Diez años después de Lehman Brothers

¿Puede volver a ocurrir una crisis como la de hace diez años?—respondo: sí, claro que puede. Cobrando otras formas y con otras peculiaridades, claro que puede.



El 15 de septiembre de 2008 el mundo se acabó… por un momento. Ese día Lehman Brothers, el cuarto banco de inversión gringo, con más de 600 mil millones de dólares de pasivos (dos Chiles y medio) y unos 65 mil millones de dólares de activos tóxicos (dos Bolivias) vinculados a hipotecas, quebró. Las repercusiones fueron planetarias. Lehman fue el detonante de una crisis general que habría estallado en cualquier otro lugar si no lo hubiera hecho allí.

Interesa, 10 años después, recordar cuál fue el problema de fondo, preguntarse si se puede repetir y observar qué consecuencias políticas acarreó.

Al inicio del nuevo milenio se puso de moda entre economistas hablar de la Gran Moderación que reinaba desde los años 80 en las economías capitalistas. Atrás había quedado, se decía, el ciclo económico clásico, ese subibaja ciclotímico que había imperado por tanto tiempo. La economía, se creía, había entrado en una nueva etapa gracias a los avances de las democracias capitalistas; todo era más previsible, estable. La expresión clave de esa Gran Moderación eran las tasas de interés. Desde los años 80 habían bajado sistemáticamente, con pequeñas interrupciones puntuales. Gracias a ello, millones de familias podían progresar, los negocios crecer y la economía prosperar.

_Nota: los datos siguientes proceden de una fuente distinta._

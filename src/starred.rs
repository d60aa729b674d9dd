//! Starred-repository sources
//!
//! This module provides a platform-agnostic interface for listing the
//! repositories a user has starred, and the batch that mirrors them.

use async_trait::async_trait;
use tracing::{debug, info};

use crate::batch::BatchSummary;
use crate::error::Result;
use crate::git::GitRunner;
use crate::mirror::Mirrorer;

/// A starred repository as reported by a hosting platform
#[derive(Debug, Clone, PartialEq, Eq)]
pub struct StarredRepo {
    /// Login of the owning user or namespace, if the platform reports one
    pub owner: Option<String>,
    /// HTTP(S) clone URL
    pub clone_url: String,
}

impl StarredRepo {
    pub fn new(owner: impl Into<String>, clone_url: impl Into<String>) -> Self {
        Self {
            owner: Some(owner.into()),
            clone_url: clone_url.into(),
        }
    }

    /// Whether `username` owns this repository
    pub fn is_owned_by(&self, username: &str) -> bool {
        self.owner.as_deref() == Some(username)
    }
}

/// Lists a user's starred repositories on one platform
///
/// Implementations fetch every page before returning.
#[async_trait]
pub trait StarredSource: Send + Sync {
    /// All repositories starred by `username`
    async fn starred(&self, username: &str) -> Result<Vec<StarredRepo>>;

    /// Platform name for display/logging
    fn platform_name(&self) -> &'static str;
}

/// Mirror everything `username` starred on one platform, except their own repositories
pub async fn mirror_starred<G, S>(
    mirrorer: &mut Mirrorer<G>,
    source: &S,
    username: &str,
) -> BatchSummary
where
    G: GitRunner,
    S: StarredSource + ?Sized,
{
    let platform = source.platform_name();
    info!("Backing up {} repositories starred by {} ...", platform, username);

    let mut summary = BatchSummary::new(format!("{} stars of {}", platform, username));

    let repos = match source.starred(username).await {
        Ok(repos) => repos,
        Err(e) => {
            summary.abort(&e);
            return summary;
        }
    };

    info!("Found {} starred repositories", repos.len());

    for repo in repos {
        if repo.is_owned_by(username) {
            debug!("Skipping own repository {}", repo.clone_url);
            summary.skipped += 1;
            continue;
        }

        let result = mirrorer.mirror(&repo.clone_url).await;
        summary.record(&repo.clone_url, result);
    }

    summary.log();
    summary
}

#[cfg(test)]
mod tests {
    use super::*;

    #[test]
    fn test_ownership_check() {
        let repo = StarredRepo::new("octocat", "https://github.com/octocat/Hello-World.git");
        assert!(repo.is_owned_by("octocat"));
        assert!(!repo.is_owned_by("someone-else"));

        let ownerless = StarredRepo {
            owner: None,
            clone_url: "https://gitlab.com/group/project.git".to_string(),
        };
        assert!(!ownerless.is_owned_by("octocat"));
    }
}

Era una ilusión. La manipulación de las tasas de interés siempre acarrea consecuencias. La más grave es el exceso de deuda. Otra es el precio desorbitado de ciertos activos, por ejemplo inmobiliarios o bursátiles. A finales de los 90, la deuda estadounidense había aumentado mucho, el ahorro había dejado de importar, y había surgido la burbuja de las "puntocom", que se pinchó con el colapso de la Bolsa entre 2000 y 2002. Nada de esto detuvo la Gran Moderación. En el nuevo milenio la gente, las empresas y el Estado se siguieron endeudando y la tasa de interés referencial, después del repunte temporal, volvió a caer a un irrisorio 1%.

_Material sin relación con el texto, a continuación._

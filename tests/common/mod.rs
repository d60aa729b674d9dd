//! Common test utilities and helpers for backup-git tests
#![allow(dead_code)]

use async_trait::async_trait;
use std::path::{Path, PathBuf};
use std::sync::{Arc, Mutex};
use tempfile::TempDir;

use backup_git::error::Result;
use backup_git::{MirrorError, StarredRepo, StarredSource};

/// A git action the fake runner was asked to perform
#[derive(Debug, Clone, PartialEq, Eq)]
pub enum GitCall {
    Clone { url: String, target: PathBuf },
    Update { dir: PathBuf },
}

/// Records git invocations instead of running git
///
/// Clones create the target directory so that a second run sees an
/// existing mirror, the same as real git would leave behind.
#[derive(Clone, Default)]
pub struct RecordingGit {
    calls: Arc<Mutex<Vec<GitCall>>>,
    failing: Arc<Vec<String>>,
}

impl RecordingGit {
    pub fn new() -> Self {
        Self::default()
    }

    /// Clones of URLs containing any of `needles` fail like a non-zero git exit
    pub fn failing_on(needles: &[&str]) -> Self {
        Self {
            calls: Arc::default(),
            failing: Arc::new(needles.iter().map(|s| s.to_string()).collect()),
        }
    }

    pub fn calls(&self) -> Vec<GitCall> {
        self.calls.lock().unwrap().clone()
    }

    pub fn clone_count(&self) -> usize {
        self.calls()
            .iter()
            .filter(|c| matches!(c, GitCall::Clone { .. }))
            .count()
    }
}

#[async_trait]
impl backup_git::GitRunner for RecordingGit {
    async fn clone_mirror(&self, url: &str, target: &Path) -> Result<()> {
        self.calls.lock().unwrap().push(GitCall::Clone {
            url: url.to_string(),
            target: target.to_path_buf(),
        });

        if self.failing.iter().any(|needle| url.contains(needle.as_str())) {
            return Err(MirrorError::Spawn {
                action: "clone",
                source: std::io::Error::new(std::io::ErrorKind::Other, "simulated git failure"),
            });
        }

        std::fs::create_dir_all(target).expect("Failed to create fake mirror");
        Ok(())
    }

    async fn remote_update(&self, mirror_dir: &Path) -> Result<()> {
        self.calls.lock().unwrap().push(GitCall::Update {
            dir: mirror_dir.to_path_buf(),
        });
        Ok(())
    }

    async fn origin_url(&self, _mirror_dir: &Path) -> Result<Option<String>> {
        Ok(None)
    }
}

/// A fixed set of starred repositories
pub struct FakeStarred {
    pub repos: Vec<StarredRepo>,
}

#[async_trait]
impl StarredSource for FakeStarred {
    async fn starred(&self, _username: &str) -> Result<Vec<StarredRepo>> {
        Ok(self.repos.clone())
    }

    fn platform_name(&self) -> &'static str {
        "Fake"
    }
}

/// A starred source whose API is down
pub struct UnreachableStarred;

#[async_trait]
impl StarredSource for UnreachableStarred {
    async fn starred(&self, username: &str) -> Result<Vec<StarredRepo>> {
        Err(MirrorError::Api {
            platform: "Fake",
            message: format!("connection refused while listing {}", username),
        })
    }

    fn platform_name(&self) -> &'static str {
        "Fake"
    }
}

/// Temporary workspace with a mirror directory and list files
pub struct TestEnvironment {
    pub temp_dir: TempDir,
    pub mirror_dir: PathBuf,
}

impl TestEnvironment {
    pub fn new() -> Self {
        let temp_dir = TempDir::new().expect("Failed to create temp dir");
        let mirror_dir = temp_dir.path().join("mirrors");

        Self {
            temp_dir,
            mirror_dir,
        }
    }

    pub fn write_list(&self, content: &str) -> PathBuf {
        let path = self.temp_dir.path().join("repos.lst");
        std::fs::write(&path, content).expect("Failed to write list file");
        path
    }

    pub fn write_config(&self, content: &str) -> PathBuf {
        let path = self.temp_dir.path().join("config.yml");
        std::fs::write(&path, content).expect("Failed to write test config");
        path
    }
}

Un factor importante para el excesivo endeudamiento era que los activos aparentemente se revalorizaban mucho. ¿Qué importa tener cuatro hipotecas si los precios inmobiliarios imparables ponen en manos del deudor una riqueza muy superior a su deuda? A esto se había sumado otro factor: los políticos. Presas del espíritu de la Gran Moderación, habían tomado medidas para facilitar el acceso a la propiedad de quienes no estaban en condiciones reales de adquirirla. Desde Bill Clinton, en los 90, hasta Bush hijo, en los 2000, todos contribuyeron. Hacia 2007, la deuda total de Estados Unidos -incluyendo al gobierno, las empresas y los hogares-equivalía a 350% de su producto bruto, más del doble que en décadas previas a la Gran Moderación.

El endeudamiento vino acompañado, a su vez, de innovaciones financieras que aprovecharon la regulación laxa, como la creación de papeles cuyo valor dependía de un "subyacente", especialmente las hipotecas. Esto ya existía, pero en los años locos se generalizó. Fannie Mae y Freddie Mac, las entidades semiestatales que se volvieron famosas, venían comprando hipotecas desde hacía mucho tiempo, pero en esos años apretaron el acelerador. Adquirían hipotecas, "empaquetaban" muchas de ellas y, con un lacito que equivalía a una garantía del gobierno, las revendían. Mantenían la otra parte de las hipotecas en sus carteras. Hacia 2008, llegaron a poseer o garantizar un total de cinco billones de dólares (tres Brasiles) en hipotecas.

En la década de 2000, muchas otras entidades financieras empezaron a hacer lo mismo. Lehman era solo una de ellas. Las compañías de seguros, los bancos de inversión, los fondos y todo lo que se conoce como "banca en la sombra" se sumó a esta bacanal. Atrás habían quedado los años en que las hipotecas tenían que ver solo con banca comercial. Ahora cientos de instituciones financieras jugaban ese partido. Si no había riesgo de impagos y los inmuebles subían de precio constantemente por encima del valor de las deudas, ¿por qué no participar de esta farra crediticia?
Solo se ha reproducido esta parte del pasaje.